Little invested his life savings to co-found Crestview Capital Partners, LLC and was integral in directing its spectacular growth over two years. He led community-based counseling centers through the complexities of the changing industry landscape. This involved due-diligence, physical operations on site, and strategic development of Crestview’s buy/sell side. In that time, he was the CEO of KP Counseling, building a more robust team, and making Illinois his new home. The impact expanded the quality of care from 1 to 7 sites in the midwest.

 

A native of Carter County, Okla., Little attended Culver Military Academy before graduating from the University of Oklahoma with a BA, in Economics. An avid triathlete and Ironman finisher, he co-founded Shatter Our Silence, a program that provides education and tools to help young adults have intimate conversations about depression and suicide. Now living in Chicago, Illinois, Little supports growth in young leaders with financial need through his work with the Culver Educational Foundation, and in 2017 funded the Wilkinson-Dorrel Scholarship at the University of Oklahoma Foundation. Penn also has over 500 hours of aviation expertise, as a Private Pilot.

Where did the idea for Bar Nothin’ Capital come from?

The long term vision – Deana Wilson and I crafted it over the time we knew and worked as peers in different organizations. The short term vision, a bailout to save mental healthcare — on my couch in a rabbit hole on August 19, 2017. I became Mike Burry 2.0.

What does your typical day look like and how do you make it productive?

I get up at about 6:30am, go to boxing class on the days they offer it, punch the crap out of anything I can prior to quiet morning briefing. I avoid the office until about 10:30 to have peace and quiet. I go at 10:30am, then leave generally between 9pm and 11pm. I am completely immersed each day, when starting a new venture, you must be, or you will lose.

How do you bring ideas to life?

I visualize them and play the tape out to others.

What’s one trend that excites you?

Impact Investing.

What is one habit of yours that makes you more productive as an entrepreneur?

I don’t quit. I finish.

What advice would you give your younger self?

None, if I had taken any other path, I would not have been here.

Tell us something that’s true that almost nobody agrees with you on.

I don’t forget anything I ate for lunch on any day.

As an entrepreneur, what is the one thing you do over and over and recommend everyone else do?

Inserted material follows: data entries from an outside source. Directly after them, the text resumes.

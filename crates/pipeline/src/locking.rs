//! Gatekeeping of request execution per target and virtual environment.

use drover_core::locking::{LockAttempt, LockKey, LOCKED_FOR_PROCESSING};
use drover_db::models::request::Request;

use crate::store::{SharedStore, StoreError};

/// Lock operations over the durable request state.
///
/// Holding a lock means being in Scheduled or Running, so locks survive
/// worker restarts and are visible to every worker sharing the database.
#[derive(Clone)]
pub struct LockingService {
    store: SharedStore,
}

impl LockingService {
    pub fn new(store: SharedStore) -> Self {
        Self { store }
    }

    /// Cheap pre-check; [`lock`](Self::lock) still decides atomically.
    pub async fn is_processing_allowed(&self, request: &Request) -> Result<bool, StoreError> {
        self.store.is_processing_allowed(request).await
    }

    /// Try to take the lock for `request`, moving it to Scheduled.
    pub async fn lock(&self, request: &Request) -> Result<LockAttempt, StoreError> {
        let attempt = self.store.try_lock(request).await?;
        tracing::debug!(
            request_id = request.id,
            lock = %lock_key(request),
            ?attempt,
            "Lock attempt",
        );
        Ok(attempt)
    }

    /// Release the lock of `request`.
    ///
    /// If the request never reached a terminal state it is forced to Failed.
    pub async fn unlock(&self, request: &Request) -> Result<(), StoreError> {
        if self.store.release(request.id).await? {
            tracing::warn!(
                request_id = request.id,
                lock = %lock_key(request),
                "Request released without finalization, marked failed",
            );
        }
        Ok(())
    }

    /// Record that `request` could not run because its lock is taken.
    ///
    /// Overwrites the output with [`LOCKED_FOR_PROCESSING`]; state is kept.
    pub async fn mark_denied(&self, request: &Request) -> Result<(), StoreError> {
        tracing::info!(
            request_id = request.id,
            lock = %lock_key(request),
            "Request rejected, lock held by another request",
        );
        self.store.set_output(request.id, LOCKED_FOR_PROCESSING).await
    }
}

pub fn lock_key(request: &Request) -> LockKey {
    LockKey::new(request.target_id, request.scope())
}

Thank those who got you here.

What is one strategy that has helped you grow your business?

Earning trust of your team.

What is one failure you had as an entrepreneur, and how did you overcome it?

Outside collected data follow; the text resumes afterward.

//! Entry points for the API layer.

use drover_core::error::CoreError;
use drover_core::request::{validate_payload, validate_scope, RequestPayload, RequestState};
use drover_core::types::DbId;
use drover_db::models::request::{CreateRequest, Request};

use crate::dispatcher::DispatcherHandle;
use crate::error::ServiceError;
use crate::store::SharedStore;

/// Creates, triggers and inspects requests.
///
/// With a [`DispatcherHandle`] attached, triggered requests are queued in
/// this process. Without one, triggering only flags the request and a worker
/// polling the database picks it up.
#[derive(Clone)]
pub struct RequestService {
    store: SharedStore,
    dispatcher: Option<DispatcherHandle>,
}

impl RequestService {
    pub fn new(store: SharedStore) -> Self {
        Self {
            store,
            dispatcher: None,
        }
    }

    pub fn with_dispatcher(mut self, handle: DispatcherHandle) -> Self {
        self.dispatcher = Some(handle);
        self
    }

    /// Validate and store a new Pending request.
    pub async fn create(&self, input: &CreateRequest) -> Result<Request, ServiceError> {
        validate_scope(input.kind, input.scope_name.as_deref())?;
        let payload = RequestPayload::parse(input.kind, &input.payload)?;
        validate_payload(&payload)?;

        if self.store.find_target(input.target_id).await?.is_none() {
            return Err(CoreError::NotFound {
                entity: "target",
                id: input.target_id,
            }
            .into());
        }
        if let Some(parent_id) = input.parent_request_id {
            self.find(parent_id).await?;
        }

        let request = self.store.create_request(input).await?;
        tracing::info!(
            request_id = request.id,
            kind = %input.kind,
            target_id = input.target_id,
            scope = input.scope_name.as_deref(),
            "Request created",
        );
        Ok(request)
    }

    /// Schedule a Pending request for execution.
    ///
    /// Returns `false` without side effects if the request is not Pending.
    pub async fn trigger(&self, request_id: DbId) -> Result<bool, ServiceError> {
        let request = self.find(request_id).await?;
        if request.state()? != RequestState::Pending {
            return Ok(false);
        }

        if let Some(dispatcher) = &self.dispatcher {
            if dispatcher.submit(request_id) {
                tracing::info!(request_id, "Request queued");
                return Ok(true);
            }
        }

        let marked = self.store.mark_triggered(request_id).await?;
        if marked {
            tracing::info!(request_id, "Request flagged for worker pickup");
        }
        Ok(marked)
    }

    pub async fn find(&self, request_id: DbId) -> Result<Request, ServiceError> {
        self.store
            .find_request(request_id)
            .await?
            .ok_or_else(|| {
                CoreError::NotFound {
                    entity: "request",
                    id: request_id,
                }
                .into()
            })
    }

    /// Create a new Pending request repeating a failed one.
    ///
    /// The new request copies kind, scope and payload and points to the
    /// original through `parent_request_id`. Only failed requests can be
    /// retried.
    pub async fn retry(&self, request_id: DbId) -> Result<Request, ServiceError> {
        let original = self.find(request_id).await?;
        if original.state()? != RequestState::Failed {
            return Err(CoreError::Conflict(format!(
                "Request {request_id} is {} and cannot be retried",
                original.state()?
            ))
            .into());
        }

        let retry = self
            .store
            .create_request(&CreateRequest {
                target_id: original.target_id,
                kind: original.kind()?,
                scope_name: original.scope_name.clone(),
                payload: original.payload.clone(),
                parent_request_id: Some(original.id),
            })
            .await?;
        tracing::info!(
            original_request_id = original.id,
            new_request_id = retry.id,
            "Request retried",
        );
        Ok(retry)
    }

    pub async fn list_children(&self, request_id: DbId) -> Result<Vec<Request>, ServiceError> {
        self.find(request_id).await?;
        Ok(self.store.list_children(request_id).await?)
    }
}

My first acquisition, I botched the transition big-time, had to pivot, and re-energize and garner trust. With new teams, trust comes first. I just rolled up the sleeves and focused on being a part of the team, the family. It was night and day difference a year later.

What is one business idea that you’re willing to give away to our readers?

A drill bit that can puncture granite. Trust me.

What is the best $100 you recently spent? What and why?

Oh, $100 of the $400 for that flu fighting IV.

What is one piece of software or a web service that helps you be productive? How do you use it?

Evernote – I use it for everything, lists are amazing.

What is the one book that you recommend our community should read and why?

Unbroken. Laura Hillenbrand. It will teach you to never give up.

What is your favorite quote?

“Confidence is the Invisible Cement that binds a team together.” – Bud Wilkinson –

Key Learnings:

  • I learned I’m resilient
  • I learned that my girlfriend is right, I’m stubborn
  • I care about others so much, it’s amazing I’m just like my mentor.